TASK DETAILS: The required lines are those that contain "filled"; pull them out of the data and copy them.

MATERIAL TO PROCESS:
####
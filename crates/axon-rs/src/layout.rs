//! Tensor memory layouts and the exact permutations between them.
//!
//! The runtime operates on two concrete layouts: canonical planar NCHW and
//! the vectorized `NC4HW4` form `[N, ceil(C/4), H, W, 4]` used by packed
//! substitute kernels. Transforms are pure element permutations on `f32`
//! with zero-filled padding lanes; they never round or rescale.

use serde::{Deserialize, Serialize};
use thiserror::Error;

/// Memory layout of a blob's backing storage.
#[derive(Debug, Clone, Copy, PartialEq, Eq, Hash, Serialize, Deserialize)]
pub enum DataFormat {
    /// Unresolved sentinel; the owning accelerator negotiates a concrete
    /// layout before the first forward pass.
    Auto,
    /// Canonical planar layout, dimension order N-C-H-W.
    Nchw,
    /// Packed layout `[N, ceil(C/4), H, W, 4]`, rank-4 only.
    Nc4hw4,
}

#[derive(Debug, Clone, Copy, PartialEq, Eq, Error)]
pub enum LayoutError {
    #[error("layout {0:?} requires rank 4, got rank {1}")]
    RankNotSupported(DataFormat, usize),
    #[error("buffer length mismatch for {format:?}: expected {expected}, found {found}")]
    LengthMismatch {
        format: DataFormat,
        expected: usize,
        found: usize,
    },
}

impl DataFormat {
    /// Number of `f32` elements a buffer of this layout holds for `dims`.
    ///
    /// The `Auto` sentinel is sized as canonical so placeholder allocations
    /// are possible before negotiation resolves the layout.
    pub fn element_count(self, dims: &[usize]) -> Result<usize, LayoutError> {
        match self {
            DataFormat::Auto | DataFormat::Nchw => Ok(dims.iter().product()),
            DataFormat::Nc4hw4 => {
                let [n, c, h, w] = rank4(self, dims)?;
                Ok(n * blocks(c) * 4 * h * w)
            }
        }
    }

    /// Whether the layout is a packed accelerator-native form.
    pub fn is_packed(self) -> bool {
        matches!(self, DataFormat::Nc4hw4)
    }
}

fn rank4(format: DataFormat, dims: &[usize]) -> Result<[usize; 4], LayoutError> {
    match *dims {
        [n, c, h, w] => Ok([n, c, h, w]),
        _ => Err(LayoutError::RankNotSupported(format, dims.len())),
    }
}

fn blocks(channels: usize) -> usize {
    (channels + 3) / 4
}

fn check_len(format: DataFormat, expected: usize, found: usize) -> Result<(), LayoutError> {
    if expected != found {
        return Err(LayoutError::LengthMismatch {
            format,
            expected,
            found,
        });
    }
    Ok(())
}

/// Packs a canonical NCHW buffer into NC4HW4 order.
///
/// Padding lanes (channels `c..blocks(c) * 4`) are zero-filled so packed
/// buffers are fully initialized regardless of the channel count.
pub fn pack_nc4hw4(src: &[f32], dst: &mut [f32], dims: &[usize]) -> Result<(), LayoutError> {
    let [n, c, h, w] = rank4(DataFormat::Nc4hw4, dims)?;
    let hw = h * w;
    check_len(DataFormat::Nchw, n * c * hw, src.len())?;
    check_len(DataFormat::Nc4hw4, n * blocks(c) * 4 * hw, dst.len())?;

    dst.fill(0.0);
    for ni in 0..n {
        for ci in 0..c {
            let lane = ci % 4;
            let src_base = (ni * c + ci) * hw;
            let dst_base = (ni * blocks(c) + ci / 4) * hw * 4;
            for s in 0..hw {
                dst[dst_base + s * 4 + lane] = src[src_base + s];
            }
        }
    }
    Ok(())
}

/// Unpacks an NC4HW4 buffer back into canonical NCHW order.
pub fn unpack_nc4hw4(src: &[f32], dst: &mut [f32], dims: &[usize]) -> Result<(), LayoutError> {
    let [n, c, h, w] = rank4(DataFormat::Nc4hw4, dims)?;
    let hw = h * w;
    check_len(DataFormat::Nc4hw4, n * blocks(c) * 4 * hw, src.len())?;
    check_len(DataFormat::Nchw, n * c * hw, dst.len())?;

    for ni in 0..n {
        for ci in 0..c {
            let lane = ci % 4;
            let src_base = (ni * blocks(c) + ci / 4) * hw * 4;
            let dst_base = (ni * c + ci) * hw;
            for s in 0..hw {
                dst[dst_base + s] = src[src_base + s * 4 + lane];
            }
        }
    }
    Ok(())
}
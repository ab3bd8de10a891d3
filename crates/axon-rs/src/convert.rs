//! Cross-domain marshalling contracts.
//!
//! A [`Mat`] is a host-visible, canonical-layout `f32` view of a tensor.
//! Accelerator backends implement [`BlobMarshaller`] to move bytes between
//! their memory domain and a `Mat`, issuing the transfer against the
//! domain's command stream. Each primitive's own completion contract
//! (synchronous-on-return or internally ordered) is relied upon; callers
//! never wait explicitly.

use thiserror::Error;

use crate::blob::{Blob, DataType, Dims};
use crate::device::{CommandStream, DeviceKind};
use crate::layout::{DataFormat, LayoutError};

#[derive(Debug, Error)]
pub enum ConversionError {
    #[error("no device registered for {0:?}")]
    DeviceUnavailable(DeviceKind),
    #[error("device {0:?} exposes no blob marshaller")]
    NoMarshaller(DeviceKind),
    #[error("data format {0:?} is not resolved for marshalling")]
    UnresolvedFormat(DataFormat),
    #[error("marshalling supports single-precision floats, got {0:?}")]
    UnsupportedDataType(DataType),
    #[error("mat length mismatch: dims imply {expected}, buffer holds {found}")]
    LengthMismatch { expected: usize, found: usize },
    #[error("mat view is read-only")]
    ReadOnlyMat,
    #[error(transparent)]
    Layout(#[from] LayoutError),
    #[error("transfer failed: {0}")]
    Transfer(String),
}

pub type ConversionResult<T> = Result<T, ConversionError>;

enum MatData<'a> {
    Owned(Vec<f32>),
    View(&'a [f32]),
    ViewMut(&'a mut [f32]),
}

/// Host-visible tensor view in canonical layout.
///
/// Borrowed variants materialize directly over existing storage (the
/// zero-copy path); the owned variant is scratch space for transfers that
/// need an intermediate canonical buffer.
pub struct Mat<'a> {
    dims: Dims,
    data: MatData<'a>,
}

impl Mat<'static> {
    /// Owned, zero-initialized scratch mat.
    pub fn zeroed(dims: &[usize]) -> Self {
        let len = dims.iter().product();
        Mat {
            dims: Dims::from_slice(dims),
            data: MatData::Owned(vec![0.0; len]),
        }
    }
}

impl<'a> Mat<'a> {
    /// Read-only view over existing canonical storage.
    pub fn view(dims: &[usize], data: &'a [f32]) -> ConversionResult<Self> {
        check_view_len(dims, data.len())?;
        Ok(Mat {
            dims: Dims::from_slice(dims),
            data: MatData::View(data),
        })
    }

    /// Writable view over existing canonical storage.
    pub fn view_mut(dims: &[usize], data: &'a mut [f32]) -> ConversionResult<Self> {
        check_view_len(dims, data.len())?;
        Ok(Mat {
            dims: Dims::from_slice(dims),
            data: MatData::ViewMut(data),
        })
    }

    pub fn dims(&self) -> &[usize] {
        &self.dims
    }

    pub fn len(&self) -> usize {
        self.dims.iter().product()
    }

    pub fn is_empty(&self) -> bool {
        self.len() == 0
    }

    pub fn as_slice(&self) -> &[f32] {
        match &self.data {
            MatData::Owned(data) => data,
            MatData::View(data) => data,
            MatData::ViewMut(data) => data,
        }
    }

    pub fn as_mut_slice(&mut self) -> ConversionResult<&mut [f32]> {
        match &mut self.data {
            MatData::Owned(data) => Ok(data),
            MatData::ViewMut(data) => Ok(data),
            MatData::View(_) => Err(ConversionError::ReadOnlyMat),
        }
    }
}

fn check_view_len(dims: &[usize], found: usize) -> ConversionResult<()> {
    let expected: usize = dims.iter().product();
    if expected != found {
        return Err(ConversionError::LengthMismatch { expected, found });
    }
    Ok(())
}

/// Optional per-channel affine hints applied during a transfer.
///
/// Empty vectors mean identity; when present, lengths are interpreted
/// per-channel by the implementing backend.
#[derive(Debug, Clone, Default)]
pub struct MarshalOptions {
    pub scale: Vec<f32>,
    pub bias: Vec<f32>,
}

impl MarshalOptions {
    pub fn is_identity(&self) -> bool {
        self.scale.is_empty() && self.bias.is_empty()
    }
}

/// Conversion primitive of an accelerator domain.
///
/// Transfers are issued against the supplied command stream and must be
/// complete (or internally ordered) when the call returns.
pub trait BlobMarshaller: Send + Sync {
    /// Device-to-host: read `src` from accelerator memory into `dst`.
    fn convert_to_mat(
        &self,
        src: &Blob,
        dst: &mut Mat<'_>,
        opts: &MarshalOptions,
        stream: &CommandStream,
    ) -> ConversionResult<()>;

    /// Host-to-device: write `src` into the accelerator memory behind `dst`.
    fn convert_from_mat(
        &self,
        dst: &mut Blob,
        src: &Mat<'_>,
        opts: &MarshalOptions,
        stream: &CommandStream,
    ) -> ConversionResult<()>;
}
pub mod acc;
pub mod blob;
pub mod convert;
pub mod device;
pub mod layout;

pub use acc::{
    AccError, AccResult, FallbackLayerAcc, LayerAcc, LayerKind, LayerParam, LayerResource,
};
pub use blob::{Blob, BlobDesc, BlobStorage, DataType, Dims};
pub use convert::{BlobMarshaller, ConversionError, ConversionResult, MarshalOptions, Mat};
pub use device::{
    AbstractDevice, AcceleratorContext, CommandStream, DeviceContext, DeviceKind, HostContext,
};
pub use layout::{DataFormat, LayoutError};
####
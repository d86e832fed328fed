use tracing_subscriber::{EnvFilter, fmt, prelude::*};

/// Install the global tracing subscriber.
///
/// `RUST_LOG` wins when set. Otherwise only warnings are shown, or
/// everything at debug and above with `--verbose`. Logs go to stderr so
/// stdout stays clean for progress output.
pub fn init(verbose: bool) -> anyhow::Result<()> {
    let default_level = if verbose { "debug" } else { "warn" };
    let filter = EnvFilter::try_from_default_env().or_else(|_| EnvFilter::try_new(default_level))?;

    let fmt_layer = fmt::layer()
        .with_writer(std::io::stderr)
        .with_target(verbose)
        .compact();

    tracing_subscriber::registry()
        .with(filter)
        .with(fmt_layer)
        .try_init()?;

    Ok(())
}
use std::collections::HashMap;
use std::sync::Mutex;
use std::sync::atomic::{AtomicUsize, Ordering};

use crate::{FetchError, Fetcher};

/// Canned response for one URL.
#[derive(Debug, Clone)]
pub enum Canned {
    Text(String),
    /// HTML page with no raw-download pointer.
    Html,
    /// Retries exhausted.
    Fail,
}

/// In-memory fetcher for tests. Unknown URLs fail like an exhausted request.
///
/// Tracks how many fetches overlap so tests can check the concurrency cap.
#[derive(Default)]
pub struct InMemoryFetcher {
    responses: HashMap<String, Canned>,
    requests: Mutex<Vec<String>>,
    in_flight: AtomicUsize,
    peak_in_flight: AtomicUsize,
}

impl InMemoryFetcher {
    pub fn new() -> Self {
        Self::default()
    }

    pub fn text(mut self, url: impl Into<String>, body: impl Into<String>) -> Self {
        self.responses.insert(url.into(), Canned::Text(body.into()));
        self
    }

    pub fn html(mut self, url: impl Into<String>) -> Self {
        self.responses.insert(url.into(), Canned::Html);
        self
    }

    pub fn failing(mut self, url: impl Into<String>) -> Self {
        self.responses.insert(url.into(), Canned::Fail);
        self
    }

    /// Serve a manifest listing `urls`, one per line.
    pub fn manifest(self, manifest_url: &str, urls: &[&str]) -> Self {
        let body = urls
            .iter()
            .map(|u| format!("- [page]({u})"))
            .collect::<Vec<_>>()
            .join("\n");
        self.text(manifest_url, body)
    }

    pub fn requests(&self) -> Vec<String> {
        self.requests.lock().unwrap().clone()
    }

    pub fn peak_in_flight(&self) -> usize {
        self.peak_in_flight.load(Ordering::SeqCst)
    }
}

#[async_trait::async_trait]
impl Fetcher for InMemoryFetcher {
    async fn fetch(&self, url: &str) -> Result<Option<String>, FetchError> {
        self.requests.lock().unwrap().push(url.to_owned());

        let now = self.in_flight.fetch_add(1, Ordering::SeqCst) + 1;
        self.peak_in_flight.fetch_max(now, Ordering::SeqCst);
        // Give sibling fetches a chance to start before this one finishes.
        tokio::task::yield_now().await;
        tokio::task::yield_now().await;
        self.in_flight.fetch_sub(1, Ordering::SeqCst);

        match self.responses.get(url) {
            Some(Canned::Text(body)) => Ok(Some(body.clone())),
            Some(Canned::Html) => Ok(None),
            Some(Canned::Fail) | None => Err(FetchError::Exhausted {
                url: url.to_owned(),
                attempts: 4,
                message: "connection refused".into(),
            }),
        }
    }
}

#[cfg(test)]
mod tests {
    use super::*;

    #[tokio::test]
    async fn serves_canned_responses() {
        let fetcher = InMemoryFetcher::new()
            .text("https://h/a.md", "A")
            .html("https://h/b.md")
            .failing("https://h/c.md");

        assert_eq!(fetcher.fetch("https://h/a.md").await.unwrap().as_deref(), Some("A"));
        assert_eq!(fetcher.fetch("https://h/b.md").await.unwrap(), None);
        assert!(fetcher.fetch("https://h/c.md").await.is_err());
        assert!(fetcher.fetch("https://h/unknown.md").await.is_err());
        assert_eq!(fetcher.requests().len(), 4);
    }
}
####
SOLUTION:
//! with zero-filled padding lanes; they never round or rescale.
/// Padding lanes (channels `c..blocks(c) * 4`) are zero-filled so packed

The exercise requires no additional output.